What to work on :: For the records below, give the number of lines containing the word "ListeningSessionController" and no other text.

Saved data entries ::

##########

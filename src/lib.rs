//! Client-side synchronization core for the VoiceLink PC voice-control
//! service.
//!
//! The service on the controlled machine is the source of truth; this crate
//! keeps a local view of it eventually consistent and exposes typed intents
//! for presentation layers. Controllers are constructed once at the
//! [`VoiceLink`] composition root; screens observe their watch channels and
//! never reach into each other's state.

pub mod catalog;
pub mod dispatch;
pub mod gateway;
pub mod notice;
pub mod session;
pub mod settings;
pub mod sync;

#[cfg(test)]
pub(crate) mod test_support;

use std::sync::Arc;

use thiserror::Error;
use tokio::sync::{mpsc, watch};

pub use catalog::{CatalogView, CategoryMatches, CommandCatalog, CommandCategory, ALL_CATEGORIES};
pub use dispatch::{CommandDispatcher, CommandExecution, ExecutionStatus};
pub use gateway::{
    CommandLogEntry, ConfigError, ExecuteOutcome, GatewayConfig, GatewayError, HttpGateway,
    MicrophoneInfo, StatusReport, VoiceGateway,
};
pub use notice::{Notice, NoticeFeed, NoticeKind};
pub use session::{ListeningSessionController, SessionState, TransitionDirection};
pub use settings::{Language, SettingsController, SettingsDocument, SettingsView};
pub use sync::{DeviceTelemetry, StatusSyncController};

/// Client-side failure taxonomy on top of [`GatewayError`].
#[derive(Debug, Clone, PartialEq, Eq, Error)]
pub enum ClientError {
    /// A conflicting operation is already in flight; nothing was sent.
    #[error("another start/stop request is still in flight")]
    Busy,
    #[error(transparent)]
    Gateway(#[from] GatewayError),
}

/// Composition root: one instance of every controller, built over a shared
/// gateway. The returned receiver is the single consumer of user-visible
/// notices.
pub struct VoiceLink {
    catalog: CommandCatalog,
    session: ListeningSessionController,
    dispatcher: CommandDispatcher,
    settings: SettingsController,
    sync: StatusSyncController,
    search_tx: Arc<watch::Sender<CatalogView>>,
}

impl VoiceLink {
    pub fn new(gateway: Arc<dyn VoiceGateway>) -> (Self, mpsc::UnboundedReceiver<Notice>) {
        let (notices, notice_rx) = NoticeFeed::channel();
        let catalog = CommandCatalog::builtin();
        let session = ListeningSessionController::new(Arc::clone(&gateway), notices.clone());
        let dispatcher = CommandDispatcher::new(Arc::clone(&gateway), notices.clone());
        let settings = SettingsController::new(Arc::clone(&gateway), notices.clone());
        let sync = StatusSyncController::new(gateway, session.clone(), notices);
        let (search_tx, _) = watch::channel(CatalogView::from_query(&catalog, "", ALL_CATEGORIES));

        let client = Self {
            catalog,
            session,
            dispatcher,
            settings,
            sync,
            search_tx: Arc::new(search_tx),
        };
        (client, notice_rx)
    }

    /// Builds the production HTTP gateway from `config` and wires everything
    /// up.
    pub fn connect(
        config: GatewayConfig,
    ) -> Result<(Self, mpsc::UnboundedReceiver<Notice>), ConfigError> {
        let gateway = Arc::new(HttpGateway::new(config)?);
        Ok(Self::new(gateway))
    }

    pub fn catalog(&self) -> &CommandCatalog {
        &self.catalog
    }

    pub fn session(&self) -> &ListeningSessionController {
        &self.session
    }

    pub fn dispatcher(&self) -> &CommandDispatcher {
        &self.dispatcher
    }

    pub fn settings(&self) -> &SettingsController {
        &self.settings
    }

    pub fn sync(&self) -> &StatusSyncController {
        &self.sync
    }

    // Imperative intents, one per screen action.

    pub async fn toggle_listening(&self) -> Result<SessionState, ClientError> {
        self.session.toggle().await
    }

    pub async fn dispatch(&self, command: &str) -> Result<(), GatewayError> {
        self.dispatcher.dispatch(command).await
    }

    pub fn edit_settings(&self, apply: impl FnOnce(&mut SettingsDocument)) {
        self.settings.edit(apply);
    }

    pub async fn save_settings(&self) -> Result<(), GatewayError> {
        self.settings.save().await
    }

    pub async fn load_settings(&self) -> Result<(), GatewayError> {
        self.settings.load().await
    }

    pub async fn start_sync(&self) {
        self.sync.start().await;
    }

    pub async fn stop_sync(&self) {
        self.sync.stop().await;
    }

    /// Re-evaluates the command browser's filter and publishes the view.
    pub fn set_search(&self, query: &str, category_id: &str) {
        self.search_tx
            .send_replace(CatalogView::from_query(&self.catalog, query, category_id));
    }

    pub fn search_results(&self) -> watch::Receiver<CatalogView> {
        self.search_tx.subscribe()
    }
}

#[cfg(test)]
mod tests {
    use super::*;
    use crate::test_support::MockGateway;

    #[tokio::test]
    async fn set_search_publishes_a_filtered_view() {
        let (client, _notices) = VoiceLink::new(Arc::new(MockGateway::default()));
        let mut results = client.search_results();

        assert_eq!(
            results.borrow_and_update().categories.len(),
            client.catalog().categories().len()
        );

        client.set_search("shutdown", ALL_CATEGORIES);
        let view = results.borrow_and_update().clone();
        assert_eq!(view.query, "shutdown");
        assert_eq!(view.categories.len(), 1);
        assert_eq!(view.categories[0].label, "System Control");
    }

    #[tokio::test]
    async fn intents_reach_their_controllers() {
        let gateway = Arc::new(MockGateway::default());
        let (client, _notices) = VoiceLink::new(Arc::clone(&gateway) as Arc<dyn VoiceGateway>);

        client.toggle_listening().await.expect("toggle");
        assert_eq!(client.session().current().await, SessionState::Listening);

        client.dispatch("take a screenshot").await.expect("dispatch");
        assert_eq!(gateway.execute_calls(), 1);

        client.edit_settings(|document| document.dark_mode = false);
        assert!(client.settings().view().dirty);
        client.save_settings().await.expect("save");
        assert!(!client.settings().view().dirty);
    }
}
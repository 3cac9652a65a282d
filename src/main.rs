use std::sync::Arc;

use anyhow::{Context, Result};
use log::{info, warn};
use voicelink::{GatewayConfig, HttpGateway, SessionState, VoiceGateway, VoiceLink};

/// Minimal terminal frontend for the sync core: connects to the service,
/// starts the refresh loop, and prints state changes and notices until
/// interrupted. Set `VOICELINK_BASE_URL` to point at a remote machine.
#[tokio::main]
async fn main() -> Result<()> {
    env_logger::Builder::from_default_env()
        .filter_level(log::LevelFilter::Info)
        .init();

    let config = GatewayConfig::from_env();
    info!("connecting to voice service at {}", config.base_url);
    let gateway = Arc::new(HttpGateway::new(config).context("invalid gateway configuration")?);
    if let Err(err) = gateway.ping().await {
        warn!("service probe failed, continuing anyway: {err}");
    }

    let (client, mut notices) = VoiceLink::new(gateway);
    if let Err(err) = client.load_settings().await {
        warn!("continuing without settings: {err}");
    }
    client.start_sync().await;

    let mut session_rx = client.session().subscribe();
    let mut telemetry_rx = client.sync().telemetry();
    let mut log_rx = client.sync().recent_commands();
    let mut execution_rx = client.dispatcher().subscribe();

    println!("voicelink connected; press Ctrl-C to quit");
    loop {
        tokio::select! {
            Some(notice) = notices.recv() => {
                println!("! {}", notice.message);
            }
            Ok(()) = session_rx.changed() => {
                let line = match *session_rx.borrow() {
                    SessionState::Listening => "Listening...",
                    SessionState::Idle => "Ready",
                    SessionState::Transitioning(_) => "Working...",
                };
                println!("status: {line}");
            }
            Ok(()) = execution_rx.changed() => {
                if let Some(execution) = execution_rx.borrow().clone() {
                    println!("status: Executing: {}", execution.command);
                }
            }
            Ok(()) = telemetry_rx.changed() => {
                let telemetry = *telemetry_rx.borrow();
                let battery = telemetry
                    .battery_percent
                    .map(|level| format!("{level:.0}%"))
                    .unwrap_or_else(|| "n/a".to_string());
                println!(
                    "cpu {:.0}%  mem {:.0}%  battery {battery}",
                    telemetry.cpu_percent, telemetry.memory_percent
                );
            }
            Ok(()) = log_rx.changed() => {
                if let Some(entry) = log_rx.borrow().first() {
                    println!("last command: {}", entry.command);
                }
            }
            _ = tokio::signal::ctrl_c() => break,
        }
    }

    client.stop_sync().await;
    Ok(())
}
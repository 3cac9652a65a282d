use std::time::Duration;

use async_trait::async_trait;
use serde::de::DeserializeOwned;
use serde::Serialize;
use thiserror::Error;

use super::types::{Ack, CommandLogEntry, ExecuteOutcome, MicrophoneInfo, StatusReport};
use super::{GatewayError, VoiceGateway};
use crate::settings::SettingsDocument;

pub const DEFAULT_BASE_URL: &str = "http://127.0.0.1:5000/api";
pub const ENV_BASE_URL: &str = "VOICELINK_BASE_URL";
pub const DEFAULT_TIMEOUT: Duration = Duration::from_secs(5);

#[derive(Debug, Clone, PartialEq, Eq, Error)]
pub enum ConfigError {
    #[error("base url must not be empty")]
    EmptyBaseUrl,
    #[error("base url must use http:// or https:// and include a host")]
    InvalidBaseUrl,
}

#[derive(Debug, Clone)]
pub struct GatewayConfig {
    pub base_url: String,
    pub timeout: Duration,
}

impl GatewayConfig {
    pub fn new(base_url: impl Into<String>) -> Self {
        Self {
            base_url: base_url.into(),
            timeout: DEFAULT_TIMEOUT,
        }
    }

    /// Reads `VOICELINK_BASE_URL`, falling back to the default local address.
    pub fn from_env() -> Self {
        let base_url = std::env::var(ENV_BASE_URL)
            .ok()
            .map(|value| value.trim().to_string())
            .filter(|value| !value.is_empty())
            .unwrap_or_else(|| DEFAULT_BASE_URL.to_string());
        Self::new(base_url)
    }
}

impl Default for GatewayConfig {
    fn default() -> Self {
        Self::new(DEFAULT_BASE_URL)
    }
}

/// Production [`VoiceGateway`] speaking JSON over HTTP to the service bridge.
/// Every request carries a bounded timeout so a dead connection fails with
/// [`GatewayError::Unreachable`] instead of stalling the caller.
#[derive(Debug, Clone)]
pub struct HttpGateway {
    base_url: String,
    timeout: Duration,
    http: reqwest::Client,
}

impl HttpGateway {
    pub fn new(config: GatewayConfig) -> Result<Self, ConfigError> {
        let base_url = normalize_base_url(&config.base_url)?;
        Ok(Self {
            base_url,
            timeout: config.timeout,
            http: reqwest::Client::new(),
        })
    }

    fn endpoint(&self, path: &str) -> String {
        format!("{}{}", self.base_url, path)
    }

    async fn get_json<T: DeserializeOwned>(&self, path: &str) -> Result<T, GatewayError> {
        let response = self
            .http
            .get(self.endpoint(path))
            .timeout(self.timeout)
            .send()
            .await
            .map_err(transport_error)?;
        decode_json(response).await
    }

    async fn post_json<B, T>(&self, path: &str, body: &B) -> Result<T, GatewayError>
    where
        B: Serialize + ?Sized,
        T: DeserializeOwned,
    {
        let response = self
            .http
            .post(self.endpoint(path))
            .timeout(self.timeout)
            .json(body)
            .send()
            .await
            .map_err(transport_error)?;
        decode_json(response).await
    }

    /// POST with no body where only the HTTP status carries the verdict.
    async fn post_ok(&self, path: &str) -> Result<(), GatewayError> {
        let response = self
            .http
            .post(self.endpoint(path))
            .timeout(self.timeout)
            .send()
            .await
            .map_err(transport_error)?;
        let status = response.status();
        if !status.is_success() {
            let body = response.bytes().await.unwrap_or_default();
            return Err(service_error(status, &body));
        }
        Ok(())
    }
}

#[async_trait]
impl VoiceGateway for HttpGateway {
    async fn status(&self) -> Result<StatusReport, GatewayError> {
        self.get_json("/status").await
    }

    async fn start(&self) -> Result<(), GatewayError> {
        self.post_ok("/start").await
    }

    async fn stop(&self) -> Result<(), GatewayError> {
        self.post_ok("/stop").await
    }

    async fn execute(&self, command: &str) -> Result<ExecuteOutcome, GatewayError> {
        let body = serde_json::json!({ "command": command });
        let outcome: ExecuteOutcome = self.post_json("/execute", &body).await?;
        if !outcome.is_success() {
            let reason = outcome
                .message
                .unwrap_or_else(|| format!("command rejected with status '{}'", outcome.status));
            return Err(GatewayError::Service(reason));
        }
        Ok(outcome)
    }

    async fn recent_commands(&self) -> Result<Vec<CommandLogEntry>, GatewayError> {
        self.get_json("/recent").await
    }

    async fn settings(&self) -> Result<SettingsDocument, GatewayError> {
        self.get_json("/settings").await
    }

    async fn update_settings(&self, document: &SettingsDocument) -> Result<(), GatewayError> {
        let ack: Ack = self.post_json("/settings", document).await?;
        if ack.status != "success" {
            let reason = ack
                .message
                .unwrap_or_else(|| format!("settings update rejected with status '{}'", ack.status));
            return Err(GatewayError::Service(reason));
        }
        Ok(())
    }

    async fn microphones(&self) -> Result<Vec<MicrophoneInfo>, GatewayError> {
        self.get_json("/microphones").await
    }

    async fn ping(&self) -> Result<(), GatewayError> {
        let ack: Ack = self.get_json("/test").await?;
        if ack.status != "ok" {
            return Err(GatewayError::Service(format!(
                "test endpoint answered with status '{}'",
                ack.status
            )));
        }
        Ok(())
    }
}

fn transport_error(err: reqwest::Error) -> GatewayError {
    GatewayError::Unreachable(err.to_string())
}

fn service_error(status: reqwest::StatusCode, body: &[u8]) -> GatewayError {
    let body = String::from_utf8_lossy(body);
    let body = body.trim();
    if body.is_empty() {
        GatewayError::Service(status.to_string())
    } else {
        GatewayError::Service(format!("{status}: {body}"))
    }
}

async fn decode_json<T: DeserializeOwned>(response: reqwest::Response) -> Result<T, GatewayError> {
    let status = response.status();
    let bytes = response
        .bytes()
        .await
        .map_err(|err| GatewayError::Unreachable(err.to_string()))?;
    if !status.is_success() {
        return Err(service_error(status, &bytes));
    }
    serde_json::from_slice(&bytes).map_err(|err| GatewayError::Malformed(err.to_string()))
}

fn normalize_base_url(raw: &str) -> Result<String, ConfigError> {
    let trimmed = raw.trim().trim_end_matches('/');
    if trimmed.is_empty() {
        return Err(ConfigError::EmptyBaseUrl);
    }
    if !(trimmed.starts_with("http://") || trimmed.starts_with("https://")) {
        return Err(ConfigError::InvalidBaseUrl);
    }
    let Some((_, remainder)) = trimmed.split_once("://") else {
        return Err(ConfigError::InvalidBaseUrl);
    };
    if remainder.trim().is_empty() || remainder.starts_with('/') {
        return Err(ConfigError::InvalidBaseUrl);
    }
    Ok(trimmed.to_string())
}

##########

Solution for this exercise :: 4